> WORK REQUEST:
Set down all the records below, word for word.

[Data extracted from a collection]
__________________________________________________
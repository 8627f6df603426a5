//! Fuzz target for the oplog batch analyzer.
//!
//! Every byte picks one operation; the analyzed batches must flatten back to
//! the exact input and respect the batch size cap.

#![no_main]

use libfuzzer_sys::fuzz_target;
use oplog_replication::{
    AnalyzedOplogBatch, AnalyzerConfig, Namespace, OpKind, OpTime, OplogBatchAnalyzer, OplogOperation,
};
use serde_json::json;

fn op_for(byte: u8, index: u32, prev: i64) -> OplogOperation {
    let db = if byte & 0x08 == 0 { "app" } else { "logs" };
    let coll = if byte & 0x10 == 0 { "users" } else { "events" };
    let (kind, ns, payload) = match byte & 0x07 {
        0 | 1 => (OpKind::Insert, format!("{db}.{coll}"), json!({"_id": index})),
        2 => (OpKind::Update, format!("{db}.{coll}"), json!({"$set": {"n": index}})),
        3 => (OpKind::Delete, format!("{db}.{coll}"), json!({"_id": index})),
        4 => (OpKind::Noop, String::new(), json!({})),
        5 => (OpKind::Command, format!("{db}.$cmd"), json!({"create": coll})),
        6 => (OpKind::Command, format!("{db}.$cmd"), json!({"renameCollection": format!("{db}.{coll}"), "to": "x.y"})),
        _ => (OpKind::Command, format!("{db}.$cmd"), json!({"applyOps": []})),
    };
    OplogOperation::chained(prev, OpTime::new(1, 1, index + 1), kind, Namespace::parse(&ns), payload)
}

fuzz_target!(|data: (u8, bool, Vec<u8>)| {
    let (max, merge_noops, bytes) = data;
    let max = usize::from(max % 16) + 1;

    let mut prev = 0;
    let ops: Vec<OplogOperation> = bytes
        .iter()
        .take(512)
        .enumerate()
        .map(|(i, &byte)| {
            let op = op_for(byte, i as u32, prev);
            prev = op.hash;
            op
        })
        .collect();

    let analyzer = OplogBatchAnalyzer::new(AnalyzerConfig { max_cud_batch_size: max, merge_noops });
    let batches = analyzer.analyze(ops.clone());
    for batch in &batches {
        assert!(!batch.is_empty());
        if let AnalyzedOplogBatch::CudBatch(cud) = batch {
            assert!(cud.ops.len() <= max);
        }
    }
    let flattened: Vec<_> = batches.into_iter().flat_map(AnalyzedOplogBatch::into_ops).collect();
    assert_eq!(flattened, ops);
});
__________________________________________________
> SOLUTION TO THE EXERCISE:
repository 8627f6df603426a5
//! Fuzz target for the oplog batch analyzer.
//!
//! Every byte picks one operation; the analyzed batches must flatten back to
//! the exact input and respect the batch size cap.

#![no_main]

use libfuzzer_sys::fuzz_target;
use oplog_replication::{
    AnalyzedOplogBatch, AnalyzerConfig, Namespace, OpKind, OpTime, OplogBatchAnalyzer, OplogOperation,
};
use serde_json::json;

fn op_for(byte: u8, index: u32, prev: i64) -> OplogOperation {
    let db = if byte & 0x08 == 0 { "app" } else { "logs" };
    let coll = if byte & 0x10 == 0 { "users" } else { "events" };
    let (kind, ns, payload) = match byte & 0x07 {
        0 | 1 => (OpKind::Insert, format!("{db}.{coll}"), json!({"_id": index})),
        2 => (OpKind::Update, format!("{db}.{coll}"), json!({"$set": {"n": index}})),
        3 => (OpKind::Delete, format!("{db}.{coll}"), json!({"_id": index})),
        4 => (OpKind::Noop, String::new(), json!({})),
        5 => (OpKind::Command, format!("{db}.$cmd"), json!({"create": coll})),
        6 => (OpKind::Command, format!("{db}.$cmd"), json!({"renameCollection": format!("{db}.{coll}"), "to": "x.y"})),
        _ => (OpKind::Command, format!("{db}.$cmd"), json!({"applyOps": []})),
    };
    OplogOperation::chained(prev, OpTime::new(1, 1, index + 1), kind, Namespace::parse(&ns), payload)
}

fuzz_target!(|data: (u8, bool, Vec<u8>)| {
    let (max, merge_noops, bytes) = data;
    let max = usize::from(max % 16) + 1;

    let mut prev = 0;
    let ops: Vec<OplogOperation> = bytes
        .iter()
        .take(512)
        .enumerate()
        .map(|(i, &byte)| {
            let op = op_for(byte, i as u32, prev);
            prev = op.hash;
            op
        })
        .collect();

    let analyzer = OplogBatchAnalyzer::new(AnalyzerConfig { max_cud_batch_size: max, merge_noops });
    let batches = analyzer.analyze(ops.clone());
    for batch in &batches {
        assert!(!batch.is_empty());
        if let AnalyzedOplogBatch::CudBatch(cud) = batch {
            assert!(cud.ops.len() <= max);
        }
    }
    let flattened: Vec<_> = batches.into_iter().flat_map(AnalyzedOplogBatch::into_ops).collect();
    assert_eq!(flattened, ops);
});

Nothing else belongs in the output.